Elia Kazan’s On the Waterfront provides cinematic evidence for a gritty story full of corruption and its battle with integrity. Kazan does so through mise-en-scene, accompanied with language and symbols that speak for much more than their face value.
One of the best ways Kazan presents the tenacity of both the story and the main character, Terry Malloy, is through the use of a black and white film. In a way, the shades of grey produced by the black and white could represent the fact that nothing about this union is truly black and white; rather, it is a monopoly that has no concrete rules. Even the promise of a job for the day is nonexistent. The camera shots seem to obey the 180-degree rule and eye line match. The characters that are speaking are also centered in the frame. At some instances, however, like when K.O. Dugan is killed, Father Barry and Pop Doyle are raised above the other dockworkers, signifying their importance and amplifying the words spoken by Father Barry stating that Jesus is, in fact, everywhere. In some scenes the camera is placed behind a fence (like with Terry in the pigeon pen) perhaps to exemplify how they are all in the union’s cage. The costumes are typical examples of the two extremes, rich and poor, with the characters in expensive suits and hand-me-downs, respectively. The set design meshes well with the storyline of a small, hardworking town with a rugged feel. Leonard Bernstein’s score is also played throughout the film, mostly in moments of realization for Terry, like when his brother Charlie places the gun on him in the car.
This moment between Terry and Charlie in the car, and the lightning fast revelations that take place, surely make it a scene to remember. It unearths all of the feelings Terry has been trying to hide, and finally places the blame on his lack of opportunity. It becomes evident that Terry lost his hope for a future (and his conscience) after losing a match for his brother’s bet. At this point in the film Terry is in a large predicament, he must choose between doing the right thing and exposing the corrupt Friendly, or standing by his brother once again. In the cab the brothers are placed next to each other with equivalent body masses showing stating no dominance of importance; the two extremes of clothing are, however, evident. Once Charlie brings the gun out (though Terry knows he will not shoot) it becomes clear that Terry is on his own (evident through the close-ups on his face), and he finally releases his pain by telling Charlie that it is his fault Terry is the screw-up of the two brothers. The melancholy music adds to the despair. This scene is a way for Terry to realize that history cannot repeat itself and that he must do what is right.

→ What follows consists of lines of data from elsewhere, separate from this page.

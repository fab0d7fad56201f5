use featureship_core::{
    models::{AuditLog, NewAuditLog},
    AppError,
};
use sqlx::{PgPool, Postgres, Transaction};
use uuid::Uuid;

/// Repository for audit log entries. One row is written per tag/type/company/
/// organization mutation.
#[derive(Clone)]
pub struct AuditLogRepository {
    pool: PgPool,
}

impl AuditLogRepository {
    pub fn new(pool: PgPool) -> Self {
        Self { pool }
    }

    /// Record an audit entry inside a caller-owned transaction, so the entry
    /// commits with the mutation it describes.
    pub async fn record_tx(
        tx: &mut Transaction<'_, Postgres>,
        entry: NewAuditLog,
    ) -> Result<(), AppError> {
        sqlx::query(
            r#"
            INSERT INTO audit_logs (action, user_id, company_id, entity_id, updates)
            VALUES ($1, $2, $3, $4, $5)
            "#,
        )
        .bind(&entry.action)
        .bind(entry.user_id)
        .bind(entry.company_id)
        .bind(entry.entity_id)
        .bind(entry.updates)
        .execute(&mut **tx)
        .await?;

        Ok(())
    }

    /// List entries for a company, newest first.
    #[tracing::instrument(skip(self), fields(db.table = "audit_logs", db.operation = "select"))]
    pub async fn list_for_company(
        &self,
        company_id: Uuid,
        limit: i64,
    ) -> Result<Vec<AuditLog>, AppError> {
        let logs = sqlx::query_as::<Postgres, AuditLog>(
            r#"
            SELECT id, action, user_id, company_id, entity_id, updates, created_at
            FROM audit_logs
            WHERE company_id = $1
            ORDER BY created_at DESC
            LIMIT $2
            "#,
        )
        .bind(company_id)
        .bind(limit)
        .fetch_all(&self.pool)
        .await?;

        Ok(logs)
    }
}
//! Company handlers, including the audit log listing for members.

use axum::{
    extract::{Path, Query, State},
    http::StatusCode,
    response::IntoResponse,
    Json,
};
use featureship_core::{
    models::{AuditLog, Company, CreateCompanyRequest},
    AppError,
};
use serde::Deserialize;
use serde_json::json;
use utoipa::IntoParams;
use uuid::Uuid;

use crate::auth::AuthContext;
use crate::error::{HttpAppError, ValidatedJson};
use crate::state::AppState;

const DEFAULT_AUDIT_LIMIT: i64 = 100;
const MAX_AUDIT_LIMIT: i64 = 500;

#[derive(Debug, Deserialize, IntoParams)]
pub struct AuditLogQuery {
    /// Max entries to return (default 100, cap 500)
    pub limit: Option<i64>,
}

/// Create a company. The caller becomes its first member.
#[utoipa::path(
    post,
    path = "/companies",
    tag = "companies",
    request_body = CreateCompanyRequest,
    responses(
        (status = 201, description = "Company created", body = Company),
        (status = 400, description = "Invalid name", body = crate::error::ErrorResponse),
        (status = 409, description = "Duplicate name", body = crate::error::ErrorResponse)
    ),
    security(("bearer_auth" = []))
)]
pub async fn create_company(
    State(state): State<AppState>,
    auth: AuthContext,
    ValidatedJson(payload): ValidatedJson<CreateCompanyRequest>,
) -> Result<impl IntoResponse, HttpAppError> {
    if payload.name.trim().is_empty() {
        return Err(AppError::InvalidInput("Company name cannot be empty".to_string()).into());
    }

    let company = state
        .companies
        .create_company(
            payload.name.trim().to_string(),
            payload.website,
            payload.team_size,
            payload.logo,
            auth.user_id,
        )
        .await?;

    Ok((StatusCode::CREATED, Json(company)))
}

/// List the caller's companies.
#[utoipa::path(
    get,
    path = "/companies",
    tag = "companies",
    responses(
        (status = 200, description = "Companies", body = Vec<Company>)
    ),
    security(("bearer_auth" = []))
)]
pub async fn list_companies(
    State(state): State<AppState>,
    auth: AuthContext,
) -> Result<Json<Vec<Company>>, HttpAppError> {
    let companies = state.companies.list_for_user(auth.user_id).await?;

    Ok(Json(companies))
}

/// Delete a company. Refused when it is the caller's only one.
#[utoipa::path(
    delete,
    path = "/companies/{id}",
    tag = "companies",
    params(("id" = Uuid, Path, description = "Company id")),
    responses(
        (status = 200, description = "Company deleted"),
        (status = 400, description = "Only company", body = crate::error::ErrorResponse),
        (status = 403, description = "Not a member", body = crate::error::ErrorResponse),
        (status = 404, description = "Company not found", body = crate::error::ErrorResponse)
    ),
    security(("bearer_auth" = []))
)]
pub async fn delete_company(
    State(state): State<AppState>,
    auth: AuthContext,
    Path(id): Path<Uuid>,
) -> Result<Json<serde_json::Value>, HttpAppError> {
    state.companies.delete_company(id, auth.user_id).await?;

    Ok(Json(json!({ "success": true })))
}

/// List a company's audit log, newest first. Members only.
#[utoipa::path(
    get,
    path = "/companies/{id}/audit-logs",
    tag = "companies",
    params(("id" = Uuid, Path, description = "Company id"), AuditLogQuery),
    responses(
        (status = 200, description = "Audit entries", body = Vec<AuditLog>),
        (status = 403, description = "Not a member", body = crate::error::ErrorResponse),
        (status = 404, description = "Company not found", body = crate::error::ErrorResponse)
    ),
    security(("bearer_auth" = []))
)]
pub async fn list_audit_logs(
    State(state): State<AppState>,
    auth: AuthContext,
    Path(id): Path<Uuid>,
    Query(query): Query<AuditLogQuery>,
) -> Result<Json<Vec<AuditLog>>, HttpAppError> {
    let company = state
        .companies
        .get_company(id)
        .await?
        .ok_or_else(|| AppError::NotFound("Company not found".to_string()))?;

    if !company.is_member(auth.user_id) {
        return Err(AppError::Forbidden(
            "Only company members can view audit logs".to_string(),
        )
        .into());
    }

    let limit = query
        .limit
        .unwrap_or(DEFAULT_AUDIT_LIMIT)
        .clamp(1, MAX_AUDIT_LIMIT);

    let logs = state.audit_logs.list_for_company(id, limit).await?;

    Ok(Json(logs))
}
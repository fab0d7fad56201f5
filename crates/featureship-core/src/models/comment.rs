//! Feedback comment models.

use chrono::{DateTime, Utc};
use serde::{Deserialize, Serialize};
use utoipa::ToSchema;
use uuid::Uuid;

/// A comment on a feedback post. Immutable once created; there is no edit path.
#[derive(Debug, Clone, Serialize, Deserialize, ToSchema)]
#[cfg_attr(feature = "sqlx", derive(sqlx::FromRow))]
pub struct FeedbackComment {
    pub id: Uuid,
    pub post_id: Uuid,
    pub company_id: Uuid,
    pub user_id: Uuid,
    pub user_name: String,
    pub content: String,
    pub created_at: DateTime<Utc>,
}

/// Request DTO for adding a comment to a post
#[derive(Debug, Deserialize, ToSchema)]
pub struct CreateCommentRequest {
    pub content: String,
}
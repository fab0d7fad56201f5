//! Feedback comment handlers. Comments are open to any authenticated user
//! and immutable once created.

use axum::{
    extract::{Path, State},
    http::StatusCode,
    response::IntoResponse,
    Json,
};
use featureship_core::{
    models::{CreateCommentRequest, FeedbackComment},
    AppError,
};
use uuid::Uuid;

use crate::auth::AuthContext;
use crate::error::{HttpAppError, ValidatedJson};
use crate::state::AppState;

/// Add a comment to a post.
#[utoipa::path(
    post,
    path = "/posts/{id}/comments",
    tag = "comments",
    params(("id" = Uuid, Path, description = "Post id")),
    request_body = CreateCommentRequest,
    responses(
        (status = 201, description = "Comment created", body = FeedbackComment),
        (status = 400, description = "Empty comment", body = crate::error::ErrorResponse),
        (status = 404, description = "Post not found", body = crate::error::ErrorResponse)
    ),
    security(("bearer_auth" = []))
)]
pub async fn create_comment(
    State(state): State<AppState>,
    auth: AuthContext,
    Path(post_id): Path<Uuid>,
    ValidatedJson(payload): ValidatedJson<CreateCommentRequest>,
) -> Result<impl IntoResponse, HttpAppError> {
    if payload.content.trim().is_empty() {
        return Err(AppError::InvalidInput("Comment cannot be empty".to_string()).into());
    }

    let user = state
        .users
        .get_user(auth.user_id)
        .await?
        .ok_or_else(|| AppError::Unauthorized("Unknown user".to_string()))?;

    let comment = state
        .comments
        .add_comment(post_id, auth.user_id, user.name, payload.content)
        .await?
        .ok_or_else(|| AppError::NotFound("Post not found".to_string()))?;

    Ok((StatusCode::CREATED, Json(comment)))
}

/// List a post's comments, oldest first.
#[utoipa::path(
    get,
    path = "/posts/{id}/comments",
    tag = "comments",
    params(("id" = Uuid, Path, description = "Post id")),
    responses(
        (status = 200, description = "Comments", body = Vec<FeedbackComment>),
        (status = 404, description = "Post not found", body = crate::error::ErrorResponse)
    ),
    security(("bearer_auth" = []))
)]
pub async fn list_comments(
    State(state): State<AppState>,
    _auth: AuthContext,
    Path(post_id): Path<Uuid>,
) -> Result<Json<Vec<FeedbackComment>>, HttpAppError> {
    state
        .posts
        .get_post(post_id)
        .await?
        .ok_or_else(|| AppError::NotFound("Post not found".to_string()))?;

    let comments = state.comments.list_for_post(post_id).await?;

    Ok(Json(comments))
}
//! Feedback repositories: posts, comments, tags, types.

mod comment;
mod feedback_type;
mod post;
mod tag;

pub use comment::CommentRepository;
pub use feedback_type::TypeRepository;
pub use post::PostRepository;
pub use tag::TagRepository;
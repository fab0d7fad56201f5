//! Feature Ship Core Library
//!
//! This crate provides core domain models, error types, configuration, and
//! timestamp normalization shared across all Feature Ship components.

pub mod config;
pub mod error;
pub mod models;
pub mod timestamp;

// Re-export commonly used types
pub use config::Config;
pub use error::{AppError, ErrorMetadata, LogLevel};
pub use timestamp::parse_instant;
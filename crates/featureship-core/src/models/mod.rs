//! Data models for the application
//!
//! This module contains all data structures used throughout the application,
//! organized by domain. Each sub-module represents a specific feature area.

mod audit;
mod comment;
mod company;
mod feedback_type;
mod organization;
mod post;
mod tag;
mod user;

// Re-export all models for convenient imports
pub use audit::*;
pub use comment::*;
pub use company::*;
pub use feedback_type::*;
pub use organization::*;
pub use post::*;
pub use tag::*;
pub use user::*;
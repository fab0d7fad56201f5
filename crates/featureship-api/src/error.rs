//! HTTP error response conversion
//!
//! This module provides HTTP-specific error response conversion for AppError.
//!
//! **Preferred handler pattern:** Return `Result<impl IntoResponse, HttpAppError>`. Use
//! `AppError` (or types that implement `Into<AppError>`) for errors and `.map_err(Into::into)`
//! so they become `HttpAppError` and render consistently (status, body, logging).

use axum::{
    extract::rejection::JsonRejection,
    extract::{FromRequest, Request},
    http::StatusCode,
    response::{IntoResponse, Response},
    Json,
};
use featureship_core::{AppError, ErrorMetadata, LogLevel};
use serde::{de::DeserializeOwned, Serialize};
use utoipa::ToSchema;

#[derive(Debug, Serialize, ToSchema)]
pub struct ErrorResponse {
    pub error: String,
    #[serde(skip_serializing_if = "Option::is_none")]
    pub details: Option<String>,
    #[serde(skip_serializing_if = "Option::is_none")]
    pub error_type: Option<String>,
    /// Machine-readable error code for programmatic handling
    pub code: String,
    /// Whether this error is recoverable (can be retried)
    pub recoverable: bool,
    /// Suggested action for the client (e.g., "Retry after a short delay")
    #[serde(skip_serializing_if = "Option::is_none")]
    pub suggested_action: Option<String>,
}

/// Wrapper type for AppError to implement IntoResponse
/// This is necessary because of Rust's orphan rules - we can't implement
/// IntoResponse (external trait) for AppError (external type from featureship-core)
#[derive(Debug)]
pub struct HttpAppError(pub AppError);

impl From<AppError> for HttpAppError {
    fn from(err: AppError) -> Self {
        HttpAppError(err)
    }
}

impl From<anyhow::Error> for HttpAppError {
    fn from(err: anyhow::Error) -> Self {
        HttpAppError(AppError::InternalWithSource {
            message: err.to_string(),
            source: err,
        })
    }
}

/// Convert JSON body deserialization failures into a 400 with our ErrorResponse format.
impl From<JsonRejection> for HttpAppError {
    fn from(rejection: JsonRejection) -> Self {
        HttpAppError(AppError::InvalidInput(format!(
            "Invalid request body: {}",
            rejection.body_text()
        )))
    }
}

/// JSON body extractor that returns our ErrorResponse format (400 + JSON) on deserialization failure.
/// Use this instead of `Json<T>` when you want a consistent API error shape for invalid bodies.
#[derive(Debug, Clone, Copy)]
pub struct ValidatedJson<T>(pub T);

impl<T, S> FromRequest<S> for ValidatedJson<T>
where
    T: DeserializeOwned + Send,
    S: Send + Sync,
    Json<T>: FromRequest<S, Rejection = JsonRejection>,
{
    type Rejection = HttpAppError;

    async fn from_request(req: Request, state: &S) -> Result<Self, Self::Rejection> {
        let Json(inner) = Json::<T>::from_request(req, state)
            .await
            .map_err(HttpAppError::from)?;
        Ok(ValidatedJson(inner))
    }
}

fn log_error(error: &AppError) {
    let error_type = error.error_type();
    match error.log_level() {
        LogLevel::Debug => {
            tracing::debug!(error = %error, error_type = error_type, "Error occurred");
        }
        LogLevel::Warn => {
            tracing::warn!(error = %error, error_type = error_type, "Error occurred");
        }
        LogLevel::Error => {
            tracing::error!(error = %error, error_type = error_type, "Error occurred");
        }
    }
}

fn is_production_env() -> bool {
    std::env::var("ENVIRONMENT")
        .or_else(|_| std::env::var("APP_ENV"))
        .map(|env| env.to_lowercase() == "production" || env.to_lowercase() == "prod")
        .unwrap_or(false)
}

impl IntoResponse for HttpAppError {
    fn into_response(self) -> Response {
        let app_error = &self.0;
        let is_production = is_production_env();

        let status = StatusCode::from_u16(app_error.http_status_code())
            .unwrap_or(StatusCode::INTERNAL_SERVER_ERROR);

        log_error(app_error);

        // Always hide details in production for security; in non-production, only show details for non-sensitive errors.
        let body = if is_production || app_error.is_sensitive() {
            Json(ErrorResponse {
                error: app_error.client_message(),
                details: None,
                error_type: None,
                code: app_error.error_code().to_string(),
                recoverable: app_error.is_recoverable(),
                suggested_action: app_error.suggested_action().map(String::from),
            })
        } else {
            Json(ErrorResponse {
                error: app_error.client_message(),
                details: Some(app_error.detailed_message()),
                error_type: Some(app_error.error_type().to_string()),
                code: app_error.error_code().to_string(),
                recoverable: app_error.is_recoverable(),
                suggested_action: app_error.suggested_action().map(String::from),
            })
        };

        (status, body).into_response()
    }
}

#[cfg(test)]
mod tests {
    use super::*;

    #[test]
    fn test_from_app_error_not_found() {
        let HttpAppError(app_err) = AppError::NotFound("Tag not found".to_string()).into();
        match app_err {
            AppError::NotFound(msg) => assert_eq!(msg, "Tag not found"),
            _ => panic!("Expected NotFound variant"),
        }
    }

    #[test]
    fn test_from_anyhow_error() {
        let HttpAppError(app_err) = anyhow::anyhow!("boom").into();
        match app_err {
            AppError::InternalWithSource { message, .. } => assert_eq!(message, "boom"),
            _ => panic!("Expected InternalWithSource variant"),
        }
    }

    /// Verifies the public error response contract: serialized ErrorResponse has "error",
    /// "code", "recoverable", and optionally "details" / "error_type" / "suggested_action".
    #[test]
    fn test_error_response_shape() {
        let response = ErrorResponse {
            error: "Not found".to_string(),
            details: Some("Resource not found".to_string()),
            error_type: Some("NotFound".to_string()),
            code: "NOT_FOUND".to_string(),
            recoverable: false,
            suggested_action: None,
        };
        let json = serde_json::to_value(&response).expect("serialize");
        assert!(json.get("error").and_then(|v| v.as_str()).is_some());
        assert!(json.get("code").and_then(|v| v.as_str()).is_some());
        assert!(json.get("recoverable").and_then(|v| v.as_bool()).is_some());
        assert_eq!(json.get("code").and_then(|v| v.as_str()), Some("NOT_FOUND"));
        assert!(json.is_object());
    }
}
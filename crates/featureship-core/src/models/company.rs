//! Company (tenant) models.

use chrono::{DateTime, Utc};
use serde::{Deserialize, Serialize};
use utoipa::ToSchema;
use uuid::Uuid;

/// A tenant: owns posts, tags, types, and a public feedback portal.
#[derive(Debug, Clone, Serialize, Deserialize, ToSchema)]
#[cfg_attr(feature = "sqlx", derive(sqlx::FromRow))]
pub struct Company {
    pub id: Uuid,
    pub name: String,
    pub website: Option<String>,
    pub team_size: Option<String>,
    pub logo: Option<String>,
    pub created_by: Uuid,
    pub members: Vec<Uuid>,
    pub created_at: DateTime<Utc>,
    pub updated_at: DateTime<Utc>,
}

impl Company {
    pub fn is_member(&self, user_id: Uuid) -> bool {
        self.members.contains(&user_id)
    }
}

/// Request DTO for creating a company
#[derive(Debug, Deserialize, ToSchema)]
pub struct CreateCompanyRequest {
    pub name: String,
    #[serde(default)]
    pub website: Option<String>,
    #[serde(default)]
    pub team_size: Option<String>,
    #[serde(default)]
    pub logo: Option<String>,
}
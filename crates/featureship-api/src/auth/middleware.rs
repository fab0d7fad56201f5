//! Bearer-token auth middleware.
//!
//! Every `/api/v0` route except the health check runs behind this layer. On
//! success an [`AuthContext`] is inserted into request extensions for handler
//! extraction; on failure the request is rejected with 401 before reaching
//! any handler.

use axum::{
    extract::{Request, State},
    http::header::AUTHORIZATION,
    middleware::Next,
    response::Response,
};
use featureship_core::AppError;

use crate::auth::{jwt, AuthContext};
use crate::error::HttpAppError;
use crate::state::AppState;

pub async fn require_auth(
    State(state): State<AppState>,
    mut request: Request,
    next: Next,
) -> Result<Response, HttpAppError> {
    let token = bearer_token(&request).ok_or_else(|| {
        tracing::debug!(path = %request.uri().path(), "Missing bearer token");
        HttpAppError(AppError::Unauthorized(
            "Missing or malformed Authorization header".to_string(),
        ))
    })?;

    let claims = jwt::decode_token(token, &state.config.jwt_secret).map_err(|e| {
        tracing::debug!(path = %request.uri().path(), "Token verification failed");
        HttpAppError(e)
    })?;

    request.extensions_mut().insert(AuthContext {
        user_id: claims.sub,
    });

    Ok(next.run(request).await)
}

fn bearer_token(request: &Request) -> Option<&str> {
    request
        .headers()
        .get(AUTHORIZATION)?
        .to_str()
        .ok()?
        .strip_prefix("Bearer ")
}
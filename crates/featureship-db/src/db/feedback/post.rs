use chrono::{DateTime, Utc};
use featureship_core::{
    models::{FeedbackPost, FeedbackStatus},
    AppError,
};
use sqlx::{PgPool, Postgres};
use uuid::Uuid;

const POST_COLUMNS: &str = "id, company_id, user_id, user_name, title, description, types, tags, \
     status, upvotes, upvotes_count, comments_count, created_at, updated_at";

/// Repository for feedback posts.
#[derive(Clone)]
pub struct PostRepository {
    pool: PgPool,
}

impl PostRepository {
    pub fn new(pool: PgPool) -> Self {
        Self { pool }
    }

    /// Create a post. New posts start Under Review with no upvotes or comments.
    #[tracing::instrument(skip(self, title, description), fields(db.table = "feedback_posts", db.operation = "insert"))]
    pub async fn create_post(
        &self,
        company_id: Uuid,
        user_id: Uuid,
        user_name: String,
        title: String,
        description: String,
        types: Vec<Uuid>,
        tags: Vec<Uuid>,
    ) -> Result<FeedbackPost, AppError> {
        let post = sqlx::query_as::<Postgres, FeedbackPost>(&format!(
            r#"
            INSERT INTO feedback_posts (company_id, user_id, user_name, title, description, types, tags)
            VALUES ($1, $2, $3, $4, $5, $6, $7)
            RETURNING {}
            "#,
            POST_COLUMNS
        ))
        .bind(company_id)
        .bind(user_id)
        .bind(&user_name)
        .bind(title.trim())
        .bind(description.trim())
        .bind(&types)
        .bind(&tags)
        .fetch_one(&self.pool)
        .await?;

        Ok(post)
    }

    /// Get a post by ID
    #[tracing::instrument(skip(self), fields(db.table = "feedback_posts", db.operation = "select", db.record_id = %id))]
    pub async fn get_post(&self, id: Uuid) -> Result<Option<FeedbackPost>, AppError> {
        let post = sqlx::query_as::<Postgres, FeedbackPost>(&format!(
            "SELECT {} FROM feedback_posts WHERE id = $1",
            POST_COLUMNS
        ))
        .bind(id)
        .fetch_optional(&self.pool)
        .await?;

        Ok(post)
    }

    /// List posts for a company, newest first, optionally filtered by status
    /// and creation instant.
    #[tracing::instrument(skip(self), fields(db.table = "feedback_posts", db.operation = "select"))]
    pub async fn list_posts(
        &self,
        company_id: Uuid,
        status: Option<FeedbackStatus>,
        since: Option<DateTime<Utc>>,
    ) -> Result<Vec<FeedbackPost>, AppError> {
        let posts = sqlx::query_as::<Postgres, FeedbackPost>(&format!(
            r#"
            SELECT {}
            FROM feedback_posts
            WHERE company_id = $1
              AND ($2::feedback_status IS NULL OR status = $2)
              AND ($3::timestamptz IS NULL OR created_at >= $3)
            ORDER BY created_at DESC
            "#,
            POST_COLUMNS
        ))
        .bind(company_id)
        .bind(status)
        .bind(since)
        .fetch_all(&self.pool)
        .await?;

        Ok(posts)
    }

    /// Toggle a user's upvote on a post.
    ///
    /// Membership flip and count adjustment happen in one UPDATE so the
    /// `upvotes_count == cardinality(upvotes)` invariant holds under
    /// concurrent toggles by different users. Calling twice for the same user
    /// restores the original state.
    #[tracing::instrument(skip(self), fields(db.table = "feedback_posts", db.operation = "update", db.record_id = %post_id))]
    pub async fn toggle_upvote(
        &self,
        post_id: Uuid,
        user_id: Uuid,
    ) -> Result<Option<FeedbackPost>, AppError> {
        let post = sqlx::query_as::<Postgres, FeedbackPost>(&format!(
            r#"
            UPDATE feedback_posts
            SET upvotes = CASE
                    WHEN $2 = ANY(upvotes) THEN array_remove(upvotes, $2)
                    ELSE array_append(upvotes, $2)
                END,
                upvotes_count = CASE
                    WHEN $2 = ANY(upvotes) THEN upvotes_count - 1
                    ELSE upvotes_count + 1
                END,
                updated_at = NOW()
            WHERE id = $1
            RETURNING {}
            "#,
            POST_COLUMNS
        ))
        .bind(post_id)
        .bind(user_id)
        .fetch_optional(&self.pool)
        .await?;

        Ok(post)
    }

    /// Set a post's triage status. Any status is reachable from any status.
    #[tracing::instrument(skip(self), fields(db.table = "feedback_posts", db.operation = "update", db.record_id = %post_id))]
    pub async fn update_status(
        &self,
        post_id: Uuid,
        status: FeedbackStatus,
    ) -> Result<Option<FeedbackPost>, AppError> {
        let post = sqlx::query_as::<Postgres, FeedbackPost>(&format!(
            r#"
            UPDATE feedback_posts
            SET status = $2, updated_at = NOW()
            WHERE id = $1
            RETURNING {}
            "#,
            POST_COLUMNS
        ))
        .bind(post_id)
        .bind(status)
        .fetch_optional(&self.pool)
        .await?;

        Ok(post)
    }

    /// Replace a post's full tag id list. Individual ids are not validated
    /// against the tags table.
    #[tracing::instrument(skip(self), fields(db.table = "feedback_posts", db.operation = "update", db.record_id = %post_id))]
    pub async fn replace_tags(
        &self,
        post_id: Uuid,
        tag_ids: Vec<Uuid>,
    ) -> Result<Option<FeedbackPost>, AppError> {
        let post = sqlx::query_as::<Postgres, FeedbackPost>(&format!(
            r#"
            UPDATE feedback_posts
            SET tags = $2, updated_at = NOW()
            WHERE id = $1
            RETURNING {}
            "#,
            POST_COLUMNS
        ))
        .bind(post_id)
        .bind(&tag_ids)
        .fetch_optional(&self.pool)
        .await?;

        Ok(post)
    }

    /// Replace a post's full type id list. See `replace_tags`.
    #[tracing::instrument(skip(self), fields(db.table = "feedback_posts", db.operation = "update", db.record_id = %post_id))]
    pub async fn replace_types(
        &self,
        post_id: Uuid,
        type_ids: Vec<Uuid>,
    ) -> Result<Option<FeedbackPost>, AppError> {
        let post = sqlx::query_as::<Postgres, FeedbackPost>(&format!(
            r#"
            UPDATE feedback_posts
            SET types = $2, updated_at = NOW()
            WHERE id = $1
            RETURNING {}
            "#,
            POST_COLUMNS
        ))
        .bind(post_id)
        .bind(&type_ids)
        .fetch_optional(&self.pool)
        .await?;

        Ok(post)
    }
}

This 1950’s film dialogue speaks for the time period; the slang words present and use of foul language (which was not a norm of the time) definitely place it in another decade. For example, words like “mug” and “bum” also aid in dating the film. The use of “potato eater” serves to expose the ethnicity of a character and goes along with the slang of the time. Another type of “eater” mentioned is with “cheese-eater” which stands for a major symbol of the film, being a rat. When someone is said to be a “cheese-eater” it means that they are a betrayer, a rat, providing for the connection to the cuisine associated for a rat. A rat or betrayer is also symbolized with a pigeon. The word “pigeon” in this film has duality in its meaning. The first is that many dub pigeons as flying rats, or vermin of the sky. They are notorious for being dirty and almost everywhere in the city, like rats. Pigeons also provide a metaphor for Terry. At the beginning, the “lost” pigeon is how Terry gets Joey to the roof and consequently, his demise. Terry then relates humans to the birds with their rituals of marriage. He is even envious of them as they have no worries in their lives, and later he becomes the “rat” and is distraught to find them all killed (by Tommy) after his confession. The other foul mentioned throughout the film is a “canary” which unlike the pigeon is representative of a caged bird, a pet, and inferior to someone higher– like the union.
The presence of alcohol adds to the gritty nature of the film, and meshes well with the job of these dockworkers, which is to load and unload products like Irish whiskey. In this film whiskey and beer have particular meanings. Whiskey, for instance, can be related to the Whiskey Rebellion where, after being unrightfully taxed for this profitable product, the residents rebelled against the tax. This rebellion can be related to the character’s quandary, of deciding to overthrow an immoral superior. Whiskey, in Celtic, translates to “water of life.” This provides perfect irony since K.O., who yearns for a shipment of Irish whiskey, ultimately meets his demise to this water of life. The fact that Irish whiskey, in particular, is mentioned lends itself to the many “potato-eaters’ that inhabit this town. The presence of beer can be seen as the poor mans wine. With hardly any access to food, let alone wine, beer is what Terry and his fellow dockworkers can afford. The predominance of Father Barry and the religion of Christianity can also be linked to the fact that some Christians drink wine to signify God’s blood.
Ultimately, On the Waterfront manages to expose Elia Kazan’s personal struggles with morality and loyalty, through the use of symbolism and a plot that leaves no room for glamour.